DEKANAHOUIDEH (Deganawidah, Dekanahwideh, le Messager céleste), fondateur supposé de la confédération des Cinq-Nations et héros culturel des Iroquois.
La légende qui s’est peu à peu formée à son sujet a longtemps servi de guide à la conduite des Iroquois, chez eux et à l’étranger. Dans les différentes versions qu’on en a conservées, elle apparaît maintenant comme un ensemble hétéroclite de religion, de mythologie, de droit constitutionnel, de littérature philosophique, de sciences naturelles et de folklore. Mais l’essentiel du récit, qui raconte les mesures d’ordre pratique que prit Dekanahouideh, le « Messager céleste », pour établir une solide Société des Nations sous l’Arbre de la Paix, revêt une noblesse de conception insurpassée dans la tradition populaire d’une région quelconque du monde.

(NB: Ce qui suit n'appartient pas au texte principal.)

//! # Persistence Format
//!
//! Two encodings of the same [`Snapshot`]:
//!
//! - **Binary**: Header (5 bytes) + postcard payload. Used by the redb
//!   backend and by `radon export -t snapshot`.
//!   - 4 bytes: Magic ("RDON")
//!   - 1 byte: Version
//! - **JSON**: a plain object with `campaigns` and `stock_ledger` arrays, the
//!   layout the JSON file backend keeps on disk.
//!
//! Sizes and headers are validated before any payload is decoded.

use crate::{Campaign, RadonError, StockEntry, primitives};
use serde::{Deserialize, Serialize, de::DeserializeOwned};

// =============================================================================
// LIMITS
// =============================================================================

/// Maximum accepted size of an encoded snapshot (256 MB).
///
/// Photos dominate the size of a snapshot; this bounds a few thousand
/// campaigns with full photo sets.
pub const MAX_SNAPSHOT_SIZE: usize = 256 * 1024 * 1024;

/// Header length in bytes.
const HEADER_LEN: usize = 5;

// =============================================================================
// SNAPSHOT
// =============================================================================

/// Everything the store persists.
#[derive(Debug, Clone, Default, PartialEq, Eq, Serialize, Deserialize)]
pub struct Snapshot {
    #[serde(default)]
    pub campaigns: Vec<Campaign>,
    #[serde(default)]
    pub stock_ledger: Vec<StockEntry>,
}

// =============================================================================
// FILE HEADER
// =============================================================================

/// The persistence header precedes every binary payload.
#[derive(Debug, Clone, Copy)]
pub struct PersistenceHeader {
    pub magic: [u8; 4],
    pub version: u8,
}

impl PersistenceHeader {
    /// Create a new header with current format version.
    #[must_use]
    pub fn new() -> Self {
        Self {
            magic: *primitives::MAGIC_BYTES,
            version: primitives::FORMAT_VERSION,
        }
    }

    /// Validate the header.
    pub fn validate(&self) -> Result<(), RadonError> {
        if &self.magic != primitives::MAGIC_BYTES {
            return Err(RadonError::SerializationError(
                "Invalid magic bytes".to_string(),
            ));
        }
        if self.version != primitives::FORMAT_VERSION {
            return Err(RadonError::SerializationError(format!(
                "Unsupported version: {} (expected {})",
                self.version,
                primitives::FORMAT_VERSION
            )));
        }
        Ok(())
    }

    pub fn to_bytes(&self) -> [u8; HEADER_LEN] {
        let mut bytes = [0u8; HEADER_LEN];
        bytes[0..4].copy_from_slice(&self.magic);
        bytes[4] = self.version;
        bytes
    }

    pub fn from_bytes(bytes: &[u8]) -> Result<Self, RadonError> {
        if bytes.len() < HEADER_LEN {
            return Err(RadonError::SerializationError(
                "Header too short".to_string(),
            ));
        }
        let mut magic = [0u8; 4];
        magic.copy_from_slice(&bytes[0..4]);
        Ok(Self {
            magic,
            version: bytes[4],
        })
    }
}

impl Default for PersistenceHeader {
    fn default() -> Self {
        Self::new()
    }
}

// =============================================================================
// BINARY ENCODING
// =============================================================================

/// Encode any persisted value as header + postcard payload.
pub fn encode_binary<T: Serialize>(value: &T) -> Result<Vec<u8>, RadonError> {
    let payload =
        postcard::to_stdvec(value).map_err(|e| RadonError::SerializationError(e.to_string()))?;

    let mut result = Vec::with_capacity(HEADER_LEN + payload.len());
    result.extend_from_slice(&PersistenceHeader::new().to_bytes());
    result.extend_from_slice(&payload);
    Ok(result)
}

/// Decode a value written by [`encode_binary`].
pub fn decode_binary<T: DeserializeOwned>(bytes: &[u8]) -> Result<T, RadonError> {
    if bytes.len() < HEADER_LEN {
        return Err(RadonError::SerializationError(format!(
            "Data too short: minimum {} bytes required",
            HEADER_LEN
        )));
    }
    if bytes.len() > MAX_SNAPSHOT_SIZE {
        return Err(RadonError::SerializationError(format!(
            "Data size {} bytes exceeds maximum allowed {} bytes",
            bytes.len(),
            MAX_SNAPSHOT_SIZE
        )));
    }

    PersistenceHeader::from_bytes(bytes)?.validate()?;

    postcard::from_bytes(&bytes[HEADER_LEN..])
        .map_err(|e| RadonError::SerializationError(format!("Failed to decode payload: {}", e)))
}

/// Serialize a snapshot to binary.
pub fn snapshot_to_bytes(snapshot: &Snapshot) -> Result<Vec<u8>, RadonError> {
    encode_binary(snapshot)
}

/// Deserialize a binary snapshot.
pub fn snapshot_from_bytes(bytes: &[u8]) -> Result<Snapshot, RadonError> {
    decode_binary(bytes)
}

// =============================================================================
// JSON ENCODING
// =============================================================================

/// Serialize a snapshot to pretty-printed JSON.
pub fn snapshot_to_json(snapshot: &Snapshot) -> Result<Vec<u8>, RadonError> {
    serde_json::to_vec_pretty(snapshot).map_err(|e| RadonError::SerializationError(e.to_string()))
}

/// Deserialize a JSON snapshot. Missing keys read as empty collections.
pub fn snapshot_from_json(bytes: &[u8]) -> Result<Snapshot, RadonError> {
    if bytes.len() > MAX_SNAPSHOT_SIZE {
        return Err(RadonError::SerializationError(format!(
            "Data size {} bytes exceeds maximum allowed {} bytes",
            bytes.len(),
            MAX_SNAPSHOT_SIZE
        )));
    }
    serde_json::from_slice(bytes).map_err(|e| RadonError::SerializationError(e.to_string()))
}

/// Read either encoding, sniffing the magic bytes.
pub fn snapshot_from_any(bytes: &[u8]) -> Result<Snapshot, RadonError> {
    if bytes.starts_with(primitives::MAGIC_BYTES) {
        snapshot_from_bytes(bytes)
    } else {
        snapshot_from_json(bytes)
    }
}

// =============================================================================
// TESTS
// =============================================================================

#[cfg(test)]
mod tests {
    use super::*;
    use crate::seed::demo_campaigns;

    #[test]
    fn header_roundtrip() {
        let header = PersistenceHeader::new();
        let restored = PersistenceHeader::from_bytes(&header.to_bytes()).expect("parse header");

        assert_eq!(restored.magic, *primitives::MAGIC_BYTES);
        assert_eq!(restored.version, primitives::FORMAT_VERSION);
    }

    #[test]
    fn binary_snapshot_bit_exact() {
        let snapshot = Snapshot {
            campaigns: demo_campaigns(),
            stock_ledger: Vec::new(),
        };

        let bytes1 = snapshot_to_bytes(&snapshot).expect("first serialize");
        let restored = snapshot_from_bytes(&bytes1).expect("deserialize");
        let bytes2 = snapshot_to_bytes(&restored).expect("second serialize");

        assert_eq!(restored, snapshot);
        assert_eq!(bytes1, bytes2, "save -> load -> save must be identical");
    }

    #[test]
    fn invalid_magic_rejected() {
        let mut bytes = vec![0u8; 10];
        bytes[0..4].copy_from_slice(b"XXXX");
        assert!(snapshot_from_bytes(&bytes).is_err());
    }

    #[test]
    fn json_missing_keys_are_empty() {
        let snapshot = snapshot_from_json(b"{}").expect("parse");
        assert!(snapshot.campaigns.is_empty());
        assert!(snapshot.stock_ledger.is_empty());
    }

    #[test]
    fn sniffing_picks_encoding() {
        let snapshot = Snapshot {
            campaigns: demo_campaigns(),
            stock_ledger: Vec::new(),
        };
        let json = snapshot_to_json(&snapshot).expect("json");
        let binary = snapshot_to_bytes(&snapshot).expect("binary");

        assert_eq!(snapshot_from_any(&json).expect("json"), snapshot);
        assert_eq!(snapshot_from_any(&binary).expect("binary"), snapshot);
    }
}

D’après cette légende, Dekanahouideh naquit chez les Hurons près de la baie de Kenté, dans le lieu devenu la réserve de Thayendanaga ou Deseronto. Sa mère vierge avait été prévenue au cours d’un songe, par un messager du Créateur, qu’elle porterait un fils destiné à planter l’Arbre de la Paix à Onontagué (Syracuse, dans l’État de New York).
Quand l’enfant naquit, on lui donna le nom de Dekanahouideh. Arrivé à l’âge adulte, il expliqua à sa mère la mission que le Grand-Esprit l’avait envoyé accomplir, et qui était de porter « la bonne nouvelle de la paix et de la puissance » aux hommes ; de leur indiquer la façon de réaliser leur désir de paix et de justice grâce à l’union sous une autorité civile appuyée sur la puissance militaire. Le temps venu de faire ses adieux, il mena sa mère à un arbre qui s’élevait sur une colline près de l’eau et lui recommanda de s’y rendre une fois par an après son départ et de donner un coup de hachette à l’arbre. Si le sang s’échappait de la coupure, elle saurait qu’il avait échoué ; si c’était la sève, c’est qu’il serait en vie et aurait réussi. Les Iroquois révèrent encore cette colline. Les chefs de la réserve des Six-Nations, située près de Brantford, en Ontario, s’y rendent chaque année pour y brûler le tabac sacré et offrir des prières au Grand-Esprit.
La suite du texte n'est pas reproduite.